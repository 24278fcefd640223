//! Persistent, auto-reconnecting event channel.
//!
//! `EventChannel` is a cheaply cloneable handle shared by every document
//! session in the process. It owns:
//!
//! - the connection task (connect, reconnect with backoff, keepalive)
//! - the [`OutboundQueue`] every emit goes through
//! - the durable [`ListenerRegistry`]
//! - the set of joined page rooms, replayed after every reconnect
//!
//! # Connection lifecycle
//!
//! ```text
//!            connect(token)
//! Disconnected ───────────▶ Connecting ──ok──▶ Connected
//!      ▲                        │                 │
//!      │ disconnect()           │ err             │ dropped / server close
//!      │                        ▼                 ▼
//!      └──────────────── Reconnecting{n} ◀────────┘
//!                               │ n > max_attempts
//!                               ▼
//!                       Exhausted{attempts}
//! ```
//!
//! After every successful (re)connect, in this order: `join_page` is re-sent
//! for each joined room, the outbound queue is drained, and the local
//! `connect` event is dispatched. Only then are inbound frames read.

use std::collections::BTreeSet;
use std::sync::atomic::{AtomicBool, Ordering};
use std::sync::{Arc, Mutex};
use std::time::Duration;

use serde_json::{Value, json};
use tokio::sync::{Notify, oneshot, watch};
use tokio::task::JoinHandle;

use crate::config::ChannelConfig;
use crate::error::RealtimeError;
use crate::listeners::{ListenerId, ListenerRegistry};
use crate::protocol::{Envelope, MAX_CHANNEL_NAME_LEN, events, unframe_message};
use crate::queue::{OutboundMessage, OutboundQueue};
use crate::transport::{Transport, TransportConnector, WsMessage};
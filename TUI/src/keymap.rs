use crossterm::event::{KeyCode, KeyEvent, KeyEventKind, KeyModifiers};

use crate::action::{Action, Direction};
use crate::ui_state::{Screen, UIState};

pub struct KeyMap;

impl KeyMap {
    /// Translate a key press into an action for the current screen.
    /// An open confirm dialog captures every key except Ctrl+C.
    pub fn map(ui: &UIState, key: KeyEvent) -> Option<Action> {
        if key.kind == KeyEventKind::Release {
            return None;
        }
        if key.code == KeyCode::Char('c') && key.modifiers.contains(KeyModifiers::CONTROL) {
            return Some(Action::Quit);
        }

        if ui.confirm.is_some() {
            return match key.code {
                KeyCode::Char('s') | KeyCode::Char('S') | KeyCode::Char('y') => Some(Action::ConfirmYes),
                KeyCode::Char('n') | KeyCode::Char('N') | KeyCode::Esc => Some(Action::ConfirmNo),
                KeyCode::Left | KeyCode::Right | KeyCode::Tab | KeyCode::Char('h') | KeyCode::Char('l') => {
                    Some(Action::ConfirmToggle)
                }
                KeyCode::Enter | KeyCode::Char(' ') => Some(Action::ConfirmAccept),
                _ => None,
            };
        }

        match ui.screen {
            Screen::Home => match key.code {
                KeyCode::Esc | KeyCode::Char('q') => Some(Action::Quit),
                KeyCode::Up | KeyCode::Char('k') => Some(Action::MenuUp),
                KeyCode::Down | KeyCode::Char('j') => Some(Action::MenuDown),
                KeyCode::Enter | KeyCode::Char(' ') => Some(Action::MenuSelect),
                KeyCode::Char('1') | KeyCode::Char('c') => Some(Action::Open(Screen::Cartela)),
                KeyCode::Char('2') | KeyCode::Char('s') => Some(Action::Open(Screen::Sorteador)),
                _ => None,
            },
            Screen::Cartela => match key.code {
                KeyCode::Esc | KeyCode::Backspace => Some(Action::Back),
                KeyCode::Char('n') => Some(Action::NewCard),
                KeyCode::Up | KeyCode::Char('k') => Some(Action::MoveCursor(Direction::Up)),
                KeyCode::Down | KeyCode::Char('j') => Some(Action::MoveCursor(Direction::Down)),
                KeyCode::Left | KeyCode::Char('h') => Some(Action::MoveCursor(Direction::Left)),
                KeyCode::Right | KeyCode::Char('l') => Some(Action::MoveCursor(Direction::Right)),
                KeyCode::Enter | KeyCode::Char(' ') => Some(Action::ToggleMark),
                _ => None,
            },
            Screen::Sorteador => match key.code {
                KeyCode::Esc | KeyCode::Backspace => Some(Action::Back),
                KeyCode::Enter | KeyCode::Char(' ') | KeyCode::Char('s') => Some(Action::Draw),
                KeyCode::Char('c') => Some(Action::ClearNumbers),
                KeyCode::Char('y') => Some(Action::CopyDrawn),
                _ => None,
            },
        }
    }
}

Required work »
Say how many lines of the entries above hold the string "sync", and say nothing besides the number.

Answer box »
3